> [Required work] Your task is to transcribe the entries below exactly, from their first line down to the line containing "Records already carrying", and to stop there.

━━━━━ Extracted information ━━━━━

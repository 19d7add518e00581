pub mod category;
pub mod config;
pub mod constants;
pub mod engine;
pub mod error;
pub mod logging;
pub mod output;
pub mod patch;
pub mod report;
pub mod runner;
pub mod syntax;
//! Regex find-and-replace categorizer.
//!
//! Kept for comparison with the structured engine. Block boundaries are the
//! first `]` followed by `}` after `industries: [`, so a record ending in an
//! array (`sicCodes: ["1"] }`) closes its block early.

use once_cell::sync::Lazy;
use regex::{Captures, Regex};
use tracing::{debug, info_span, warn};

use super::{Categorized, Categorizer, EngineKind};
use crate::category::CategoryMap;
use crate::constants::{category_line, SIC_CODES_FIELD};
use crate::error::Result;
use crate::report::{CategoryOutcome, Conflict};

static RECORD_RE: Lazy<Regex> = Lazy::new(|| {
    Regex::new(r#"(\{\s*code:\s*"[^"]+",)(\s*name:[^,]+,\s*sicCodes:)"#)
        .expect("record pattern is valid")
});

static CODE_RE: Lazy<Regex> =
    Lazy::new(|| Regex::new(r#"\{\s*code:\s*"([^"]+)""#).expect("code pattern is valid"));

static CATEGORY_RE: Lazy<Regex> =
    Lazy::new(|| Regex::new(r#"category:\s*"([^"]*)""#).expect("category pattern is valid"));

pub struct LegacyEngine {
    indent: String,
}

impl LegacyEngine {
    pub fn new(indent: &str) -> Self {
        Self {
            indent: indent.to_string(),
        }
    }
}

fn block_pattern(source_id: &str) -> Result<Regex> {
    Ok(Regex::new(&format!(
        r#"(?s)category:\s*"{}".*?industries:\s*\[(.*?)\]\s*\}}"#,
        regex::escape(source_id)
    ))?)
}

/// Classifies the code-first records of a block before it is patched.
///
/// A record spans from its `{ code:` to the next one. Records already carrying
/// a category count as tagged or conflicting; industry records (those with
/// `sicCodes`) that the insertion pattern will not match become warnings.
fn audit_block(inner: &str, target: &str, outcome: &mut CategoryOutcome) {
    let starts: Vec<(usize, &str)> = CODE_RE
        .captures_iter(inner)
        .filter_map(|caps| Some((caps.get(0)?.start(), caps.get(1)?.as_str())))
        .collect();

    for (i, (start, code)) in starts.iter().enumerate() {
        let end = starts.get(i + 1).map(|next| next.0).unwrap_or(inner.len());
        let record = &inner[*start..end];

        match CATEGORY_RE.captures(record) {
            Some(caps) if &caps[1] == target => outcome.already_tagged += 1,
            Some(caps) => outcome.conflicts.push(Conflict {
                record: format!("\"{}\"", code),
                found: format!("\"{}\"", &caps[1]),
            }),
            None if record.contains(SIC_CODES_FIELD) && !RECORD_RE.is_match(record) => {
                outcome.warnings.push(format!(
                    "record \"{}\": fields not in code, name, sicCodes order, skipped",
                    code
                ));
            }
            None => {}
        }
    }
}

impl Categorizer for LegacyEngine {
    fn kind(&self) -> EngineKind {
        EngineKind::Legacy
    }

    fn categorize(&self, source: &str, map: &CategoryMap) -> Result<Categorized> {
        let mut text = source.to_string();
        let mut outcomes = Vec::with_capacity(map.len());

        for (category, target) in map.iter() {
            let span = info_span!("category", category = %category);
            let _enter = span.enter();
            let mut outcome = CategoryOutcome::new(category, target);

            let block = block_pattern(category.as_str())?;
            let found = block
                .captures(&text)
                .and_then(|caps| caps.get(1))
                .map(|inner| (inner.range(), inner.as_str().to_string()));

            let Some((range, inner)) = found else {
                warn!("no block found for category {}", category);
                outcome.finish();
                outcomes.push(outcome);
                continue;
            };

            outcome.blocks = 1;
            audit_block(&inner, target, &mut outcome);

            let mut inserted = 0;
            let patched = RECORD_RE.replace_all(&inner, |caps: &Captures| {
                inserted += 1;
                format!(
                    "{}\n{}{}",
                    &caps[1],
                    category_line(&self.indent, target, true),
                    &caps[2]
                )
            });
            debug!("{} records patched in block of {} bytes", inserted, inner.len());

            if inserted > 0 {
                let patched = patched.into_owned();
                text.replace_range(range, &patched);
            }
            outcome.inserted = inserted;
            outcome.finish();
            outcomes.push(outcome);
        }

        Ok(Categorized { text, outcomes })
    }
}

#[cfg(test)]
mod tests {
    use super::*;
    use crate::category::Category;
    use crate::constants::DEFAULT_INDENT;
    use crate::report::CategoryStatus;

    fn run(source: &str) -> Categorized {
        LegacyEngine::new(DEFAULT_INDENT)
            .categorize(source, &CategoryMap::identity())
            .unwrap()
    }

    #[test]
    fn test_inserts_between_code_and_name() {
        let src = r#"{ category: "technology", industries: [ { code: "6201", name: "Software", sicCodes: ["62011"] } ] }"#;
        let result = run(src);
        assert_eq!(
            result.text,
            "{ category: \"technology\", industries: [ { code: \"6201\",\n        category: \"technology\", name: \"Software\", sicCodes: [\"62011\"] } ] }"
        );
        let tech = result
            .outcomes
            .iter()
            .find(|o| o.source == Category::Technology)
            .unwrap();
        assert_eq!(tech.status, CategoryStatus::Patched);
        assert_eq!(result.outcomes.len(), 15);
    }

    #[test]
    fn test_second_pass_is_a_no_op() {
        let src = r#"{ category: "energy", industries: [ { code: "OIL", name: "Oil", sicCodes: ["06100"], uk: true } ] }"#;
        let once = run(src).text;
        let twice = run(&once);
        assert_eq!(twice.text, once);
        let energy = twice
            .outcomes
            .iter()
            .find(|o| o.source == Category::Energy)
            .unwrap();
        assert_eq!(energy.status, CategoryStatus::Unchanged);
        assert_eq!(energy.already_tagged, 1);
    }

    #[test]
    fn test_block_ends_at_first_array_before_brace() {
        let src = r#"{ category: "retail", industries: [
  { code: "A", name: "a", sicCodes: ["1"] },
  { code: "B", name: "b", sicCodes: ["2"] }
] }"#;
        let result = run(src);
        assert_eq!(result.text.matches("category: \"retail\"").count(), 2);
        assert!(result.text.contains("{ code: \"B\", name: \"b\""));
    }

    #[test]
    fn test_conflicts_and_unmatched_records_are_reported() {
        let src = r#"{ category: "retail", industries: [
  { code: "A", category: "wholesale", name: "a", sicCodes: [], uk: true },
  { code: "B", sicCodes: [], name: "b", uk: true },
  { code: "C", name: "c", sicCodes: [], uk: true },
  { code: "metric", name: "m", unit: "%" }
] }"#;
        let result = run(src);
        let retail = result
            .outcomes
            .iter()
            .find(|o| o.source == Category::Retail)
            .unwrap();
        assert_eq!(retail.inserted, 1);
        assert_eq!(
            retail.conflicts,
            vec![Conflict {
                record: "\"A\"".into(),
                found: "\"wholesale\"".into()
            }]
        );
        assert_eq!(retail.warnings.len(), 1);
        assert!(retail.warnings[0].contains("\"B\""));
    }

    #[test]
    fn test_missing_blocks_leave_text_identical() {
        let src = "export const NOTHING = [];\n";
        let result = run(src);
        assert_eq!(result.text, src);
        assert!(result
            .outcomes
            .iter()
            .all(|o| o.status == CategoryStatus::NotFound));
    }
}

━━━━━

> [Answer for the task]
repository 19d7add518e00581
pub mod category;
pub mod config;
pub mod constants;
pub mod engine;
pub mod error;
pub mod logging;
pub mod output;
pub mod patch;
pub mod report;
pub mod runner;
pub mod syntax;
//! Regex find-and-replace categorizer.
//!
//! Kept for comparison with the structured engine. Block boundaries are the
//! first `]` followed by `}` after `industries: [`, so a record ending in an
//! array (`sicCodes: ["1"] }`) closes its block early.

use once_cell::sync::Lazy;
use regex::{Captures, Regex};
use tracing::{debug, info_span, warn};

use super::{Categorized, Categorizer, EngineKind};
use crate::category::CategoryMap;
use crate::constants::{category_line, SIC_CODES_FIELD};
use crate::error::Result;
use crate::report::{CategoryOutcome, Conflict};

static RECORD_RE: Lazy<Regex> = Lazy::new(|| {
    Regex::new(r#"(\{\s*code:\s*"[^"]+",)(\s*name:[^,]+,\s*sicCodes:)"#)
        .expect("record pattern is valid")
});

static CODE_RE: Lazy<Regex> =
    Lazy::new(|| Regex::new(r#"\{\s*code:\s*"([^"]+)""#).expect("code pattern is valid"));

static CATEGORY_RE: Lazy<Regex> =
    Lazy::new(|| Regex::new(r#"category:\s*"([^"]*)""#).expect("category pattern is valid"));

pub struct LegacyEngine {
    indent: String,
}

impl LegacyEngine {
    pub fn new(indent: &str) -> Self {
        Self {
            indent: indent.to_string(),
        }
    }
}

fn block_pattern(source_id: &str) -> Result<Regex> {
    Ok(Regex::new(&format!(
        r#"(?s)category:\s*"{}".*?industries:\s*\[(.*?)\]\s*\}}"#,
        regex::escape(source_id)
    ))?)
}

/// Classifies the code-first records of a block before it is patched.
///
/// A record spans from its `{ code:` to the next one. Records already carrying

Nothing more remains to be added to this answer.